──────── INPUT FOR THIS TASK ────────

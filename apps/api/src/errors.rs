use axum::{
    http::{header, HeaderValue, StatusCode},
    response::{IntoResponse, Response},
    Json,
};
use serde::Serialize;
use serde_json::{json, Value};
use thiserror::Error;

use crate::layout::{LayoutError, RenderError};

/// Application-level error type.
/// Implements `IntoResponse` so Axum handlers can return `Result<T, AppError>`.
#[derive(Debug, Error)]
pub enum AppError {
    #[error("Not found: {0}")]
    NotFound(String),

    #[error("Validation error: {0}")]
    Validation(String),

    #[error("Rate limit exceeded; retry after {retry_after_secs}s")]
    RateLimited { retry_after_secs: u64 },

    #[error(transparent)]
    Layout(#[from] LayoutError),

    #[error("Internal server error: {0}")]
    Internal(#[from] anyhow::Error),
}

impl From<RenderError> for AppError {
    fn from(err: RenderError) -> Self {
        match err {
            RenderError::Layout(e) => AppError::Layout(e),
            other => AppError::Internal(anyhow::Error::new(other)),
        }
    }
}

/// Machine-readable error codes carried in every error payload.
#[derive(Debug, Clone, Copy, PartialEq, Eq, Serialize)]
#[serde(rename_all = "SCREAMING_SNAKE_CASE")]
pub enum ErrorCode {
    TemplateValidationError,
    InputValidationError,
    LayoutOverflow,
    NotFound,
    ValidationError,
    RateLimited,
    InternalError,
}

/// `{ error, code, details? }`
#[derive(Debug, Serialize)]
pub struct ErrorPayload {
    pub error: String,
    pub code: ErrorCode,
    #[serde(skip_serializing_if = "Option::is_none")]
    pub details: Option<Value>,
}

impl AppError {
    fn parts(&self) -> (StatusCode, ErrorCode, Option<Value>) {
        match self {
            AppError::NotFound(_) => (StatusCode::NOT_FOUND, ErrorCode::NotFound, None),
            AppError::Validation(_) => (StatusCode::BAD_REQUEST, ErrorCode::ValidationError, None),
            AppError::RateLimited { retry_after_secs } => (
                StatusCode::TOO_MANY_REQUESTS,
                ErrorCode::RateLimited,
                Some(json!({ "retryAfterSecs": retry_after_secs })),
            ),
            AppError::Layout(LayoutError::TemplateValidation {
                template_id, field, ..
            }) => (
                StatusCode::UNPROCESSABLE_ENTITY,
                ErrorCode::TemplateValidationError,
                Some(json!({ "templateId": template_id, "field": field })),
            ),
            AppError::Layout(LayoutError::InputValidation { field, .. }) => (
                StatusCode::BAD_REQUEST,
                ErrorCode::InputValidationError,
                Some(json!({ "field": field })),
            ),
            AppError::Layout(LayoutError::LayoutOverflow {
                required_pages,
                max_pages,
            }) => (
                StatusCode::UNPROCESSABLE_ENTITY,
                ErrorCode::LayoutOverflow,
                Some(json!({ "requiredPages": required_pages, "maxPages": max_pages })),
            ),
            AppError::Internal(_) => (
                StatusCode::INTERNAL_SERVER_ERROR,
                ErrorCode::InternalError,
                None,
            ),
        }
    }
}

impl IntoResponse for AppError {
    fn into_response(self) -> Response {
        let (status, code, details) = self.parts();

        let message = match &self {
            AppError::Internal(e) => {
                tracing::error!("Internal error: {e:?}");
                "An internal server error occurred".to_string()
            }
            other => other.to_string(),
        };

        let body = Json(ErrorPayload {
            error: message,
            code,
            details,
        });
        let mut response = (status, body).into_response();

        if let AppError::RateLimited { retry_after_secs } = self {
            response
                .headers_mut()
                .insert(header::RETRY_AFTER, HeaderValue::from(retry_after_secs));
        }
        response
    }
}

#[cfg(test)]
mod tests {
    use super::*;
    use axum::body::to_bytes;

    async fn make_payload(err: AppError) -> (StatusCode, Value) {
        let response = err.into_response();
        let status = response.status();
        let bytes = to_bytes(response.into_body(), usize::MAX).await.unwrap();
        (status, serde_json::from_slice(&bytes).unwrap())
    }

    #[tokio::test]
    async fn test_input_validation_maps_to_400_with_field() {
        let (status, body) =
            make_payload(LayoutError::input("sections[0].items[1].price", "must be >= 0").into())
                .await;
        assert_eq!(status, StatusCode::BAD_REQUEST);
        assert_eq!(body["code"], "INPUT_VALIDATION_ERROR");
        assert_eq!(body["details"]["field"], "sections[0].items[1].price");
        assert!(body["error"].as_str().unwrap().contains("must be >= 0"));
    }

    #[tokio::test]
    async fn test_overflow_maps_to_422() {
        let (status, body) = make_payload(
            LayoutError::LayoutOverflow {
                required_pages: 5,
                max_pages: 3,
            }
            .into(),
        )
        .await;
        assert_eq!(status, StatusCode::UNPROCESSABLE_ENTITY);
        assert_eq!(body["code"], "LAYOUT_OVERFLOW");
        assert_eq!(body["details"]["requiredPages"], 5);
    }

    #[tokio::test]
    async fn test_internal_error_hides_detail() {
        let (status, body) = make_payload(anyhow::anyhow!("disk on fire").into()).await;
        assert_eq!(status, StatusCode::INTERNAL_SERVER_ERROR);
        assert_eq!(body["code"], "INTERNAL_ERROR");
        assert!(!body["error"].as_str().unwrap().contains("disk"));
        assert!(body.get("details").is_none());
    }

    #[test]
    fn test_rate_limited_sets_retry_after() {
        let response = AppError::RateLimited { retry_after_secs: 7 }.into_response();
        assert_eq!(response.status(), StatusCode::TOO_MANY_REQUESTS);
        assert_eq!(response.headers()[header::RETRY_AFTER], "7");
    }

    #[test]
    fn test_render_layout_error_keeps_its_kind() {
        let err: AppError = RenderError::Layout(LayoutError::template("t", "regions", "bad")).into();
        assert!(matches!(err, AppError::Layout(LayoutError::TemplateValidation { .. })));
    }
}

────────

**EXERCISE GOAL**: Keep every word the same and copy out all of the entries.

**WRITTEN ANSWER**:
filename apps/api/src/errors.rs
use axum::{
    http::{header, HeaderValue, StatusCode},
    response::{IntoResponse, Response},
    Json,
};
use serde::Serialize;
use serde_json::{json, Value};
use thiserror::Error;

use crate::layout::{LayoutError, RenderError};

/// Application-level error type.
/// Implements `IntoResponse` so Axum handlers can return `Result<T, AppError>`.
#[derive(Debug, Error)]
pub enum AppError {
    #[error("Not found: {0}")]
    NotFound(String),

    #[error("Validation error: {0}")]
    Validation(String),

    #[error("Rate limit exceeded; retry after {retry_after_secs}s")]
    RateLimited { retry_after_secs: u64 },

    #[error(transparent)]
    Layout(#[from] LayoutError),

    #[error("Internal server error: {0}")]
    Internal(#[from] anyhow::Error),
}

impl From<RenderError> for AppError {
    fn from(err: RenderError) -> Self {
        match err {
            RenderError::Layout(e) => AppError::Layout(e),
            other => AppError::Internal(anyhow::Error::new(other)),
        }
    }
}

/// Machine-readable error codes carried in every error payload.
#[derive(Debug, Clone, Copy, PartialEq, Eq, Serialize)]
#[serde(rename_all = "SCREAMING_SNAKE_CASE")]
pub enum ErrorCode {
    TemplateValidationError,
    InputValidationError,
    LayoutOverflow,
    NotFound,
    ValidationError,
    RateLimited,
    InternalError,
}

/// `{ error, code, details? }`
#[derive(Debug, Serialize)]
pub struct ErrorPayload {
    pub error: String,
    pub code: ErrorCode,
    #[serde(skip_serializing_if = "Option::is_none")]
    pub details: Option<Value>,
}

impl AppError {
    fn parts(&self) -> (StatusCode, ErrorCode, Option<Value>) {
        match self {
            AppError::NotFound(_) => (StatusCode::NOT_FOUND, ErrorCode::NotFound, None),
            AppError::Validation(_) => (StatusCode::BAD_REQUEST, ErrorCode::ValidationError, None),
            AppError::RateLimited { retry_after_secs } => (
                StatusCode::TOO_MANY_REQUESTS,
                ErrorCode::RateLimited,
                Some(json!({ "retryAfterSecs": retry_after_secs })),
            ),
            AppError::Layout(LayoutError::TemplateValidation {
                template_id, field, ..
            }) => (
                StatusCode::UNPROCESSABLE_ENTITY,
                ErrorCode::TemplateValidationError,
                Some(json!({ "templateId": template_id, "field": field })),
            ),
            AppError::Layout(LayoutError::InputValidation { field, .. }) => (
                StatusCode::BAD_REQUEST,
                ErrorCode::InputValidationError,
                Some(json!({ "field": field })),
            ),
            AppError::Layout(LayoutError::LayoutOverflow {
                required_pages,
                max_pages,
            }) => (
                StatusCode::UNPROCESSABLE_ENTITY,
                ErrorCode::LayoutOverflow,
                Some(json!({ "requiredPages": required_pages, "maxPages": max_pages })),
            ),
            AppError::Internal(_) => (
                StatusCode::INTERNAL_SERVER_ERROR,
                ErrorCode::InternalError,
                None,
            ),
        }
    }
}

impl IntoResponse for AppError {
    fn into_response(self) -> Response {
        let (status, code, details) = self.parts();

        let message = match &self {
            AppError::Internal(e) => {
                tracing::error!("Internal error: {e:?}");
                "An internal server error occurred".to_string()
            }
            other => other.to_string(),
        };

        let body = Json(ErrorPayload {
            error: message,
            code,
            details,
        });
        let mut response = (status, body).into_response();

        if let AppError::RateLimited { retry_after_secs } = self {
            response
                .headers_mut()
                .insert(header::RETRY_AFTER, HeaderValue::from(retry_after_secs));
        }
        response
    }
}

#[cfg(test)]
mod tests {
    use super::*;
    use axum::body::to_bytes;

    async fn make_payload(err: AppError) -> (StatusCode, Value) {
        let response = err.into_response();
        let status = response.status();
        let bytes = to_bytes(response.into_body(), usize::MAX).await.unwrap();
        (status, serde_json::from_slice(&bytes).unwrap())
    }

    #[tokio::test]
    async fn test_input_validation_maps_to_400_with_field() {
        let (status, body) =
            make_payload(LayoutError::input("sections[0].items[1].price", "must be >= 0").into())
                .await;
        assert_eq!(status, StatusCode::BAD_REQUEST);
        assert_eq!(body["code"], "INPUT_VALIDATION_ERROR");
        assert_eq!(body["details"]["field"], "sections[0].items[1].price");
        assert!(body["error"].as_str().unwrap().contains("must be >= 0"));
    }

    #[tokio::test]
    async fn test_overflow_maps_to_422() {
        let (status, body) = make_payload(
            LayoutError::LayoutOverflow {
                required_pages: 5,
                max_pages: 3,
            }
            .into(),
        )
        .await;
        assert_eq!(status, StatusCode::UNPROCESSABLE_ENTITY);
        assert_eq!(body["code"], "LAYOUT_OVERFLOW");
        assert_eq!(body["details"]["requiredPages"], 5);
    }

    #[tokio::test]
    async fn test_internal_error_hides_detail() {
        let (status, body) = make_payload(anyhow::anyhow!("disk on fire").into()).await;
        assert_eq!(status, StatusCode::INTERNAL_SERVER_ERROR);
        assert_eq!(body["code"], "INTERNAL_ERROR");
        assert!(!body["error"].as_str().unwrap().contains("disk"));
        assert!(body.get("details").is_none());
    }

    #[test]
    fn test_rate_limited_sets_retry_after() {
        let response = AppError::RateLimited { retry_after_secs: 7 }.into_response();
        assert_eq!(response.status(), StatusCode::TOO_MANY_REQUESTS);
        assert_eq!(response.headers()[header::RETRY_AFTER], "7");
    }

    #[test]
    fn test_render_layout_error_keeps_its_kind() {
        let err: AppError = RenderError::Layout(LayoutError::template("t", "regions", "bad")).into();
        assert!(matches!(err, AppError::Layout(LayoutError::TemplateValidation { .. })));
    }
}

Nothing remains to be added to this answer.